Hanna-Barbera’s writers loved to open cartoons with a shot of a background cell to establish the setting then pan or cut to another background cell. No doubt Bill Hanna and Joe Barbera liked this, too, because the camera-work substituted for costlier animation.
When Warren Foster et al finally decided to take Yogi away from the generic woods and other places he had been living and make him a permanent resident of Jellystone Park, a favourite way to set up a cartoon was to have some opening narration and feature a cell of the park entrance. Rarely was the same cell used in more than one cartoon, providing us with interesting variations.
My non-professional observation is the writer or a sketch artist drew a storyboard and then the layout artist worked from that. Below you see a sketch by Warren Foster from the opening of Booby Trapped Bear, a third season Yogi cartoon.
Tony Rivera was the layout artist on that cartoon. Here’s how he rendered Foster’s basic story drawing:
Remember this is a background. Dick Thomas was the background artist in this cartoon, so I’m presuming he stuck to Rivera’s layouts and drew the cell, then added the colours and decided on textures.
The very first shot of the entrance to Jellystone was in Yogi’s TV debut, Yogi Bear’s Big Break.
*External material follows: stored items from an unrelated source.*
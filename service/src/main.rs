//! Stockroom service binary.

use anyhow::Context;
use metrics_exporter_prometheus::PrometheusBuilder;
use stockroom::{Config, Stockroom, connect};
use tracing::info;
use tracing_subscriber::{EnvFilter, layer::SubscriberExt, util::SubscriberInitExt};

#[tokio::main]
async fn main() -> anyhow::Result<()> {
    // A missing .env file is normal outside development.
    let _ = dotenvy::dotenv();

    tracing_subscriber::registry()
        .with(EnvFilter::try_from_default_env().unwrap_or_else(|_| "stockroom=info".into()))
        .with(tracing_subscriber::fmt::layer())
        .init();

    info!("Starting Stockroom");

    let config = Config::from_env();
    info!(
        brokers = %config.redpanda.brokers,
        consumer_group = %config.redpanda.consumer_group,
        "Configuration loaded"
    );

    PrometheusBuilder::new()
        .with_http_listener(([0, 0, 0, 0], config.metrics_port))
        .install()
        .context("failed to install Prometheus exporter")?;
    info!(port = config.metrics_port, "Prometheus metrics available at /metrics");

    let collaborators = connect(&config).await?;
    let (_catalog, app) = Stockroom::assemble(collaborators, &config).start();

    app.run().await;
    Ok(())
}
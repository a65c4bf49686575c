//! Cache behaviour against Redis Stack. Requires Docker; run with `--ignored`.

#![allow(clippy::expect_used, clippy::unwrap_used, clippy::panic)]

use chrono::Utc;
use stockroom_core::cache::FastCache;
use stockroom_core::model::{Product, ProductId};
use stockroom_core::reader::{ListQuery, ProductReader};
use stockroom_redis::RedisProductCache;
use testcontainers::core::{IntoContainerPort, WaitFor};
use testcontainers::runners::AsyncRunner;
use testcontainers::{ContainerAsync, GenericImage};

async fn cache() -> (ContainerAsync<GenericImage>, RedisProductCache) {
    let container = GenericImage::new("redis/redis-stack-server", "latest")
        .with_exposed_port(6379.tcp())
        .with_wait_for(WaitFor::message_on_stdout("Ready to accept connections"))
        .start()
        .await
        .expect("redis-stack container");
    let port = container.get_host_port_ipv4(6379).await.expect("port");
    let cache = RedisProductCache::new(&format!("redis://127.0.0.1:{port}"), "productsIndex")
        .await
        .expect("cache");
    (container, cache)
}

fn product(name: &str) -> Product {
    Product {
        id: ProductId::new(),
        name: name.to_string(),
        slug: name.to_lowercase().replace(' ', "-"),
        description: String::new(),
        price: 3.0,
        quantity: 2,
        image: String::new(),
        created_at: Utc::now(),
        updated_at: None,
        version: 0,
        deleted: false,
    }
}

async fn eventually<F, Fut>(mut check: F)
where
    F: FnMut() -> Fut,
    Fut: std::future::Future<Output = bool>,
{
    // Indexing is asynchronous on the server side.
    for _ in 0..50 {
        if check().await {
            return;
        }
        tokio::time::sleep(std::time::Duration::from_millis(100)).await;
    }
    panic!("condition never held");
}

#[tokio::test]
#[ignore = "requires Docker"]
async fn set_then_lookup_by_id_slug_and_name() {
    let (_container, cache) = cache().await;
    let lamp = product("Desk Lamp");
    cache.set(&lamp).await.unwrap();

    assert_eq!(cache.get_by_id(lamp.id).await.unwrap().unwrap().name, "Desk Lamp");
    eventually(|| async { cache.get_by_slug("desk-lamp").await.unwrap().is_some() }).await;
    eventually(|| async { cache.list(&ListQuery::new("lamp", 1, 10)).await.unwrap().len() == 1 }).await;
}

#[tokio::test]
#[ignore = "requires Docker"]
async fn refresh_replaces_previous_contents() {
    let (_container, cache) = cache().await;
    let stale = product("Stale");
    cache.set(&stale).await.unwrap();

    let fresh = vec![product("Alpha"), product("Beta")];
    cache.refresh(&fresh).await.unwrap();

    assert!(cache.get_by_id(stale.id).await.unwrap().is_none());
    eventually(|| async {
        let names: Vec<String> = cache
            .list(&ListQuery::default())
            .await
            .unwrap()
            .into_iter()
            .map(|p| p.name)
            .collect();
        names == ["Alpha", "Beta"]
    })
    .await;
}
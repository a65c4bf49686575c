//! Kafka/Redpanda message bus for Stockroom.
//!
//! Every catalog topic carries a bincode-encoded
//! [`SerializedEvent`](stockroom_core::event::SerializedEvent). The record key
//! is the event type, so events of one kind stay ordered within a partition.
//!
//! Delivery is at-least-once: a consumed offset is committed only after the
//! subscriber acknowledges the
//! [`Delivery`](stockroom_core::event_bus::Delivery). Consumers of the
//! `*-ledger` topics must therefore tolerate redelivery, which the ledger's
//! version guard provides.
//!
//! # Example
//!
//! ```no_run
//! use stockroom_redpanda::RedpandaEventBus;
//!
//! # fn example() -> Result<(), Box<dyn std::error::Error>> {
//! let bus = RedpandaEventBus::builder()
//!     .brokers("localhost:9092")
//!     .consumer_group("products-service")
//!     .build()?;
//! # Ok(())
//! # }
//! ```

mod bus;
mod forward;

pub use bus::{RedpandaEventBus, RedpandaEventBusBuilder};
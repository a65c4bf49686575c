//! Error taxonomy.
//!
//! Storage backends report [`StorageError`]; the command pipeline, reservation
//! engine and read repository translate everything into [`CatalogError`], the
//! only error type callers see.

use crate::event_bus::EventBusError;
use thiserror::Error;

/// Errors raised by the ledger, replica, cache and event log.
#[derive(Error, Debug, Clone, PartialEq, Eq)]
pub enum StorageError {
    /// A conditional update touched fewer rows than expected: a concurrent
    /// writer already advanced the version.
    #[error("Version conflict on {entity} {id}")]
    VersionConflict {
        /// Entity kind ("product" or "store")
        entity: &'static str,
        /// Identifier of the first row that failed its version check
        id: String,
    },

    /// A unique constraint rejected the write.
    #[error("Duplicate key: {0}")]
    Duplicate(String),

    /// Backend unavailable or query failure.
    #[error("Backend error: {0}")]
    Backend(String),

    /// Row or document could not be encoded or decoded.
    #[error("Serialization error: {0}")]
    Serialization(String),
}

/// Sub-classification of [`CatalogError::Conflict`].
#[derive(Debug, Clone, Copy, PartialEq, Eq)]
pub enum ConflictKind {
    /// Name or slug already taken by another product
    Uniqueness,
    /// Optimistic version mismatch
    Version,
    /// Fewer available slots than requested
    InsufficientStock,
}

/// Caller-facing error.
#[derive(Error, Debug, Clone, PartialEq, Eq)]
pub enum CatalogError {
    /// Command fields failed their declared constraints. No mutation happened.
    #[error("Validation failed: {}", .0.join("; "))]
    Validation(Vec<String>),

    /// The command collides with current state.
    #[error("{message}")]
    Conflict {
        /// What kind of collision
        kind: ConflictKind,
        /// Human-readable description
        message: String,
    },

    /// The referenced product or slot does not exist.
    #[error("{0}")]
    NotFound(String),

    /// A store or the bus is unavailable.
    #[error("Infrastructure error: {0}")]
    Infrastructure(String),
}

impl CatalogError {
    /// Build a conflict error.
    pub fn conflict(kind: ConflictKind, message: impl Into<String>) -> Self {
        Self::Conflict {
            kind,
            message: message.into(),
        }
    }

    /// Build a not-found error.
    pub fn not_found(message: impl Into<String>) -> Self {
        Self::NotFound(message.into())
    }

    /// Whether retrying the same command may succeed.
    #[must_use]
    pub const fn is_retryable(&self) -> bool {
        matches!(
            self,
            Self::Conflict {
                kind: ConflictKind::Version,
                ..
            }
        )
    }
}

impl From<StorageError> for CatalogError {
    fn from(err: StorageError) -> Self {
        match err {
            StorageError::VersionConflict { .. } => Self::conflict(ConflictKind::Version, err.to_string()),
            StorageError::Duplicate(_) => Self::conflict(ConflictKind::Uniqueness, err.to_string()),
            StorageError::Backend(_) | StorageError::Serialization(_) => {
                Self::Infrastructure(err.to_string())
            }
        }
    }
}

impl From<EventBusError> for CatalogError {
    fn from(err: EventBusError) -> Self {
        Self::Infrastructure(err.to_string())
    }
}
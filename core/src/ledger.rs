//! Durable ledger: the authoritative record of products and slots.
//!
//! Every mutation is a compare-and-swap on the row's `version`: the caller
//! hands over the entity with its version already incremented, and the ledger
//! applies it only if the stored row still carries `version - 1`. An update
//! that matches no row is reported as [`StorageError::VersionConflict`],
//! never as silent success.

use crate::BoxFuture;
use crate::error::StorageError;
use crate::model::{Product, ProductId, Store, StoreId};
use crate::reader::ProductReader;
use chrono::{DateTime, Utc};

/// Product rows.
pub trait ProductLedger: ProductReader {
    /// Insert a new product at version 0.
    ///
    /// # Errors
    ///
    /// [`StorageError::Duplicate`] if the id, name or slug is taken.
    fn insert_product<'a>(&'a self, product: &'a Product) -> BoxFuture<'a, Result<(), StorageError>>;

    /// Apply an update conditioned on `product.version - 1`.
    ///
    /// # Errors
    ///
    /// [`StorageError::VersionConflict`] if the stored version differs.
    fn update_product<'a>(&'a self, product: &'a Product) -> BoxFuture<'a, Result<(), StorageError>>;

    /// Find a non-deleted product by exact name.
    fn find_product_by_name<'a>(
        &'a self,
        name: &'a str,
    ) -> BoxFuture<'a, Result<Option<Product>, StorageError>>;
}

/// Slot rows.
pub trait StoreLedger: Send + Sync {
    /// Insert a batch of slots; either all rows land or none do.
    fn insert_stores<'a>(&'a self, stores: &'a [Store]) -> BoxFuture<'a, Result<(), StorageError>>;

    /// Find a non-deleted slot.
    fn find_store(&self, id: StoreId) -> BoxFuture<'_, Result<Option<Store>, StorageError>>;

    /// Up to `limit` slots available at `now`, oldest first.
    fn available_stores(
        &self,
        product_id: ProductId,
        limit: u32,
        now: DateTime<Utc>,
    ) -> BoxFuture<'_, Result<Vec<Store>, StorageError>>;

    /// Apply a batch of transitions atomically, each conditioned on its
    /// previous version.
    ///
    /// # Errors
    ///
    /// [`StorageError::VersionConflict`] naming the first stale slot; no row
    /// of the batch is changed in that case.
    fn update_stores<'a>(&'a self, stores: &'a [Store]) -> BoxFuture<'a, Result<(), StorageError>>;

    /// Unsold, undeleted slots whose hold has not yet expired at `now`.
    fn booked_stores(&self, now: DateTime<Utc>) -> BoxFuture<'_, Result<Vec<Store>, StorageError>>;
}
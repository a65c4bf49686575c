//! In-memory event bus.

use std::collections::HashMap;
use std::future::Future;
use std::pin::Pin;
use std::sync::Mutex;
use std::sync::atomic::{AtomicBool, Ordering};
use stockroom_core::event::SerializedEvent;
use stockroom_core::event_bus::{Delivery, EventBus, EventBusError, EventStream};
use stockroom_core::message::CatalogMessage;
use tokio::sync::{broadcast, mpsc};

const CHANNEL_CAPACITY: usize = 1024;

/// Broadcast-backed bus that also records every published event.
///
/// Subscribers only see events published after they subscribed, like a Kafka
/// consumer starting at the latest offset. Deliveries are untracked:
/// acknowledging one is a no-op and nothing is redelivered.
pub struct InMemoryEventBus {
    topics: Mutex<HashMap<String, broadcast::Sender<SerializedEvent>>>,
    published: Mutex<Vec<(String, SerializedEvent)>>,
    failing: AtomicBool,
}

impl Default for InMemoryEventBus {
    fn default() -> Self {
        Self::new()
    }
}

impl InMemoryEventBus {
    /// Empty bus.
    #[must_use]
    pub fn new() -> Self {
        Self {
            topics: Mutex::new(HashMap::new()),
            published: Mutex::new(Vec::new()),
            failing: AtomicBool::new(false),
        }
    }

    /// Make every publish fail (or succeed again).
    pub fn set_failing(&self, failing: bool) {
        self.failing.store(failing, Ordering::SeqCst);
    }

    /// Every event published so far, with its topic.
    #[must_use]
    pub fn published(&self) -> Vec<(String, SerializedEvent)> {
        self.published.lock().unwrap().clone()
    }

    /// Decoded messages published to `topic`, in order.
    #[must_use]
    pub fn messages_on(&self, topic: &str) -> Vec<CatalogMessage> {
        self.published
            .lock()
            .unwrap()
            .iter()
            .filter(|(t, _)| t == topic)
            .filter_map(|(_, event)| CatalogMessage::decode(&event.data).ok())
            .collect()
    }

    /// Forget recorded events.
    pub fn clear(&self) {
        self.published.lock().unwrap().clear();
    }

    fn sender(&self, topic: &str) -> broadcast::Sender<SerializedEvent> {
        self.topics
            .lock()
            .unwrap()
            .entry(topic.to_string())
            .or_insert_with(|| broadcast::channel(CHANNEL_CAPACITY).0)
            .clone()
    }
}

impl EventBus for InMemoryEventBus {
    fn publish(
        &self,
        topic: &str,
        event: &SerializedEvent,
    ) -> Pin<Box<dyn Future<Output = Result<(), EventBusError>> + Send + '_>> {
        let result = if self.failing.load(Ordering::SeqCst) {
            Err(EventBusError::PublishFailed {
                topic: topic.to_string(),
                reason: "injected failure".to_string(),
            })
        } else {
            self.published
                .lock()
                .unwrap()
                .push((topic.to_string(), event.clone()));
            // No receivers is fine: the event is still recorded.
            let _ = self.sender(topic).send(event.clone());
            Ok(())
        };
        Box::pin(async move { result })
    }

    fn subscribe(
        &self,
        topics: &[&str],
    ) -> Pin<Box<dyn Future<Output = Result<EventStream, EventBusError>> + Send + '_>> {
        let receivers: Vec<_> = topics.iter().map(|t| self.sender(t).subscribe()).collect();

        Box::pin(async move {
            let (tx, mut rx) = mpsc::unbounded_channel();
            for mut receiver in receivers {
                let tx = tx.clone();
                tokio::spawn(async move {
                    loop {
                        match receiver.recv().await {
                            Ok(event) => {
                                if tx.send(Ok(Delivery::new(event))).is_err() {
                                    break;
                                }
                            }
                            Err(broadcast::error::RecvError::Lagged(_)) => {}
                            Err(broadcast::error::RecvError::Closed) => break,
                        }
                    }
                });
            }

            let stream = async_stream::stream! {
                while let Some(item) = rx.recv().await {
                    yield item;
                }
            };
            Ok(Box::pin(stream) as EventStream)
        })
    }
}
Bick Bickenbach was the layout artist and Fernando Montealegre did the backgrounds.
Here are some others from Yogi’s first season (on the first season of the Huckleberry Hound Show). Not all the cartoons have credits, so I’m relying on the not-always-accurate Big Cartoon Database:
Big Brave Bear, Bick Bickenbach and Fernando Montealegre.
Brainy Bear, Bick Bickenbach and Fernando Montealegre.
Hide and Go Peek, Bick Bickenbach and Fernando Montealegre.
Here are a bunch from Yogi’s second season on the Huck show. Warren Foster had taken over from Charlie Shows as the writer:
Bear Faced Bear, Walt Clinton and Bob Gentle.
Papa Yogi, Walt Clinton and Joe Montell.
Stranger Ranger, Tony Rivera and Fernando Montealegre.
Rah Rah Bear, Tony Rivera and Bob Gentle.
Nowhere Bear, Ed Benedict and Bob Gentle.
Snow White Bear, Bick Bickenbach and Bob Gentle.
And here’s one from the third season of the Huck show, before Yogi was replaced by Hokey Wolf in 1961:
Gleesome Threesome, Tony Rivera and Dick Thomas.
Oh, you’re wondering about the drawing of the Jellystone entrance at the start of this post. Here it is with its starring cartoon bear.
Yes, there was a Jellystone Park in the MGM cartoon Barney Bear’s Hungry Cousin (1953), directed not by Bill Hanna and Joe Barbera, but by Dick Lundy (who eventually ended up at Hanna-Barbera a few years after it opened). The cartoon was written by Heck Allen and Jack Cosgriff. Lundy’s layout artist was a former Disneyite named Hal Doughty. The background was constructed by Johnny Johnsen, whose 3-D-style sets opened many a Tex Avery cartoon at Warners and Metro (as well as the Bob Clampett-credited 1941 short Wabbit Twouble, set in Jellostone Park).
Whether the Barney short was the source of Hanna-Barbera’s Jellystone, or whether it was coincidentally and independently invented by Lundy’s former directing colleagues from MGM is, perhaps, something we will never know.